The latest HUGO report, detailed in the table above, indicates the likelihood that there will be four named storms in 2018 rather than seven as was forecast in May, and two major hurricanes (Category 3 or above) in 2018 rather than three as was forecast previously.
In the latest outlook, the statistical probability of a landfall fell significantly in comparison to the May outlook, from 0.93 to 0.30 on the East Coast and from 0.88 to 0.35 on the Gulf Coast. The August outlook forecasts a most likely scenario that no hurricanes will make landfall on either the U.S. East Coast or the U.S. Gulf Coast during the 2018 hurricane season. The second most likely scenario is that one hurricane will make landfall on the U.S. East Coast and that one will make landfall on the Gulf Coast this season.

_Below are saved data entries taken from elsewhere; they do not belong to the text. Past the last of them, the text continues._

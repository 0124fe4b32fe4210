use crate::api::now;
use crate::auth::auth::AuthUser;
use crate::ledger::clock::{self, ManualClockOutcome};
use crate::ledger::policy::AttendancePolicy;
use crate::model::clock_event::ClockEventType;
use crate::store::mysql::MySqlStore;
use actix_web::{HttpResponse, Responder, web};

async fn record(
    auth: &AuthUser,
    store: &MySqlStore,
    policy: &AttendancePolicy,
    event_type: ClockEventType,
) -> actix_web::Result<ManualClockOutcome> {
    let personnel_id = auth.require_personnel()?;
    let outcome = clock::punch(store, policy, personnel_id, event_type, now())
        .await
        .inspect_err(|e| tracing::warn!(error = %e, personnel_id, %event_type, "Manual punch refused"))?;
    Ok(outcome)
}

/* =========================
Check-in
========================= */
#[utoipa::path(
    post,
    path = "/api/attendance/check-in",
    responses(
        (status = 200, description = "Check-in recorded and the day re-aggregated", body = ManualClockOutcome),
        (status = 401, description = "Unauthorized"),
        (status = 403, description = "No personnel profile"),
        (status = 409, description = "A check-in is already open", body = Object, example = json!({
            "message": "Already checked in; check out first"
        }))
    ),
    security(
        ("bearer_auth" = [])
    ),
    tag = "Attendance"
)]
pub async fn check_in(
    auth: AuthUser,
    store: web::Data<MySqlStore>,
    policy: web::Data<AttendancePolicy>,
) -> actix_web::Result<impl Responder> {
    let outcome = record(&auth, &store, &policy, ClockEventType::CheckIn).await?;
    Ok(HttpResponse::Ok().json(outcome))
}

/* =========================
Check-out
========================= */
#[utoipa::path(
    post,
    path = "/api/attendance/check-out",
    responses(
        (status = 200, description = "Check-out recorded and the day re-aggregated", body = ManualClockOutcome),
        (status = 401, description = "Unauthorized"),
        (status = 403, description = "No personnel profile"),
        (status = 409, description = "No open check-in", body = Object, example = json!({
            "message": "No open check-in to close"
        }))
    ),
    security(
        ("bearer_auth" = [])
    ),
    tag = "Attendance"
)]
pub async fn check_out(
    auth: AuthUser,
    store: web::Data<MySqlStore>,
    policy: web::Data<AttendancePolicy>,
) -> actix_web::Result<impl Responder> {
    let outcome = record(&auth, &store, &policy, ClockEventType::CheckOut).await?;
    Ok(HttpResponse::Ok().json(outcome))
}
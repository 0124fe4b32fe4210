use actix_web::{HttpResponse, ResponseError, http::StatusCode};
use derive_more::Display;
use serde_json::json;

#[derive(Debug, Display)]
pub enum LedgerError {
    /// Bad input, rejected before any write.
    #[display(fmt = "{}", _0)]
    Validation(String),
    /// Duplicate or incompatible state (duplicate event, mapping bound elsewhere, illegal transition).
    #[display(fmt = "{}", _0)]
    Conflict(String),
    #[display(fmt = "{} not found", _0)]
    NotFound(String),
    /// Storage failure; any open transaction has been rolled back.
    #[display(fmt = "storage failure: {}", _0)]
    Transaction(sqlx::Error),
    #[display(fmt = "device unreachable: {}", _0)]
    DeviceUnreachable(String),
}

impl std::error::Error for LedgerError {
    fn source(&self) -> Option<&(dyn std::error::Error + 'static)> {
        match self {
            LedgerError::Transaction(e) => Some(e),
            _ => None,
        }
    }
}

impl From<sqlx::Error> for LedgerError {
    fn from(e: sqlx::Error) -> Self {
        LedgerError::Transaction(e)
    }
}

impl LedgerError {
    pub fn validation(message: impl Into<String>) -> Self {
        LedgerError::Validation(message.into())
    }

    pub fn conflict(message: impl Into<String>) -> Self {
        LedgerError::Conflict(message.into())
    }

    pub fn not_found(what: impl Into<String>) -> Self {
        LedgerError::NotFound(what.into())
    }
}

/// Unique-key violation (MySQL ER_DUP_ENTRY). Foreign-key failures share SQLSTATE 23000
/// and are not duplicates.
pub fn is_duplicate_key(e: &sqlx::Error) -> bool {
    match e {
        sqlx::Error::Database(db_err) => db_err.kind() == sqlx::error::ErrorKind::UniqueViolation,
        _ => false,
    }
}

impl ResponseError for LedgerError {
    fn status_code(&self) -> StatusCode {
        match self {
            LedgerError::Validation(_) => StatusCode::BAD_REQUEST,
            LedgerError::Conflict(_) => StatusCode::CONFLICT,
            LedgerError::NotFound(_) => StatusCode::NOT_FOUND,
            LedgerError::Transaction(_) => StatusCode::INTERNAL_SERVER_ERROR,
            LedgerError::DeviceUnreachable(_) => StatusCode::SERVICE_UNAVAILABLE,
        }
    }

    fn error_response(&self) -> HttpResponse {
        let message = match self {
            LedgerError::Transaction(e) => {
                tracing::error!(error = %e, "Storage operation failed");
                "Internal Server Error".to_string()
            }
            other => other.to_string(),
        };

        HttpResponse::build(self.status_code()).json(json!({ "message": message }))
    }
}

#[cfg(test)]
mod tests {
    use super::*;
    use actix_web::body::to_bytes;

    #[test]
    fn variants_map_to_http_statuses() {
        assert_eq!(
            LedgerError::validation("day_count must be positive").status_code(),
            StatusCode::BAD_REQUEST
        );
        assert_eq!(LedgerError::conflict("x").status_code(), StatusCode::CONFLICT);
        assert_eq!(LedgerError::not_found("x").status_code(), StatusCode::NOT_FOUND);
        assert_eq!(
            LedgerError::Transaction(sqlx::Error::PoolTimedOut).status_code(),
            StatusCode::INTERNAL_SERVER_ERROR
        );
        assert_eq!(
            LedgerError::DeviceUnreachable("timeout".into()).status_code(),
            StatusCode::SERVICE_UNAVAILABLE
        );
    }

    #[actix_web::test]
    async fn storage_details_are_not_leaked() {
        let resp = LedgerError::Transaction(sqlx::Error::PoolTimedOut).error_response();
        let body = to_bytes(resp.into_body()).await.unwrap();
        let json: serde_json::Value = serde_json::from_slice(&body).unwrap();
        assert_eq!(json["message"], "Internal Server Error");
    }

    #[actix_web::test]
    async fn not_found_names_the_entity() {
        let resp = LedgerError::not_found("Leave request 12").error_response();
        let body = to_bytes(resp.into_body()).await.unwrap();
        let json: serde_json::Value = serde_json::from_slice(&body).unwrap();
        assert_eq!(json["message"], "Leave request 12 not found");
    }

    #[test]
    fn non_database_errors_are_not_duplicates() {
        assert!(!is_duplicate_key(&sqlx::Error::RowNotFound));
    }
}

The end-to-end HUGO model system, which has proven to be highly accurate, was developed in 2013 by a group of climatological and weather scholars of international standing in CCU’s School of Coastal and Marine Systems Science. The members of the team are: Len Pietrafesa, a computational fluid physicist and former chair of the National Oceanic and Atmospheric Administration (NOAA) science advisory board and of the National Hurricane Center external advisory panel; Shaowu Bao, a computational, deterministic numerical modeler specializing in meteorology and oceanography and a professor in coastal and marine systems science at CCU; Tingzhuang Yan, a meteorological oceanographer with a background in statistical modeling of climate and weather systems and a Burroughs & Chapin Research Scholar at CCU; and Paul Gayes, CCU professor and executive director of the Burroughs & Chapin Center for Marine and Wetland Studies.
The HUGO hurricane seasonal outlook model is based on calculations of 22 climatological factors encompassing oceanic, atmospheric and shoreline activity. The model also considers detailed statistical data from previous Atlantic hurricanes going back to 1950, a methodology that has produced highly accurate track predictions in hind-casting tests conducted by the team at CCU. The HUGO team has made a significant advance in computing a key factor in advance of an upcoming season, the Accumulated Cyclone Energy (ACE) Index, which calculates the kinetic energy of storms based on the summation of all tropical storm wind values, observed over an entire hurricane season.
In addition to the seasonal outlook, the model system predicts the track, intensity, surge and the inundation and flooding potential of an incoming hurricane seven days out. The HUGO model system is updated daily until the hurricane makes landfall, providing specific data on probabilistic storm surge an d inundation including time, location and statistical representations of expected water depth along the coastline.